• [Assigned task]: In the listing below, find each line holding "estimation" and copy it.
[[ Records for the task, beginning ]]
use crate::{Error, Result};

#[cfg(feature = "serde-serialize")]
use serde::{Deserialize, Serialize};

/// The current depth estimate of every correspondence along each of the three viewpoint rays.
///
/// Depths scale the azimuths before they are aligned. A fresh record is produced by every
/// iteration of the estimation loop; nothing mutates an existing one.
#[derive(Clone, Debug, PartialEq)]
#[cfg_attr(feature = "serde-serialize", derive(Serialize, Deserialize))]
pub struct Depths {
    pub first: Vec<f64>,
    pub second: Vec<f64>,
    pub third: Vec<f64>,
}

impl Depths {
    /// Every depth set to `1.0`, the starting point of the estimation loop.
    pub fn ones(len: usize) -> Self {
        Self {
            first: vec![1.0; len],
            second: vec![1.0; len],
            third: vec![1.0; len],
        }
    }

    /// Builds depths from three sequences, which must be the same length.
    pub fn from_sequences(first: Vec<f64>, second: Vec<f64>, third: Vec<f64>) -> Result<Self> {
        let expected = first.len();
        if let Some(found) = [second.len(), third.len()]
            .into_iter()
            .find(|&len| len != expected)
        {
            return Err(Error::ShapeMismatch { expected, found });
        }
        Ok(Self {
            first,
            second,
            third,
        })
    }

    pub fn len(&self) -> usize {
        self.first.len()
    }

    pub fn is_empty(&self) -> bool {
        self.first.is_empty()
    }

    /// The depth sequence of viewpoint `0`, `1` or `2`.
    ///
    /// # Panics
    ///
    /// Panics if `viewpoint > 2`.
    pub fn viewpoint(&self, viewpoint: usize) -> &[f64] {
        match viewpoint {
            0 => &self.first,
            1 => &self.second,
            2 => &self.third,
            _ => panic!("there are only three viewpoints, got index {}", viewpoint),
        }
    }

    /// Iterates over the depth triples in correspondence order.
    pub fn iter(&self) -> impl Iterator<Item = [f64; 3]> + Clone + '_ {
        self.first
            .iter()
            .zip(&self.second)
            .zip(&self.third)
            .map(|((&a, &b), &c)| [a, b, c])
    }

    /// Checks that there is one depth triple per correspondence.
    pub fn check_len(&self, expected: usize) -> Result<()> {
        if self.len() != expected {
            return Err(Error::ShapeMismatch {
                expected,
                found: self.len(),
            });
        }
        Ok(())
    }

    /// Mean depth along each viewpoint, or `None` if there are no depths.
    pub fn means(&self) -> Option<[f64; 3]> {
        if self.is_empty() {
            return None;
        }
        let n = self.len() as f64;
        let mean = |s: &[f64]| s.iter().sum::<f64>() / n;
        Some([mean(&self.first), mean(&self.second), mean(&self.third)])
    }
}

impl FromIterator<[f64; 3]> for Depths {
    fn from_iter<I: IntoIterator<Item = [f64; 3]>>(iter: I) -> Self {
        let iter = iter.into_iter();
        let capacity = iter.size_hint().0;
        let mut depths = Self {
            first: Vec::with_capacity(capacity),
            second: Vec::with_capacity(capacity),
            third: Vec::with_capacity(capacity),
        };
        for [a, b, c] in iter {
            depths.first.push(a);
            depths.second.push(b);
            depths.third.push(c);
        }
        depths
    }
}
[[ Records for the task, end ]]
• [Answer]:
/// iteration of the estimation loop; nothing mutates an existing one.
    /// Every depth set to `1.0`, the starting point of the estimation loop.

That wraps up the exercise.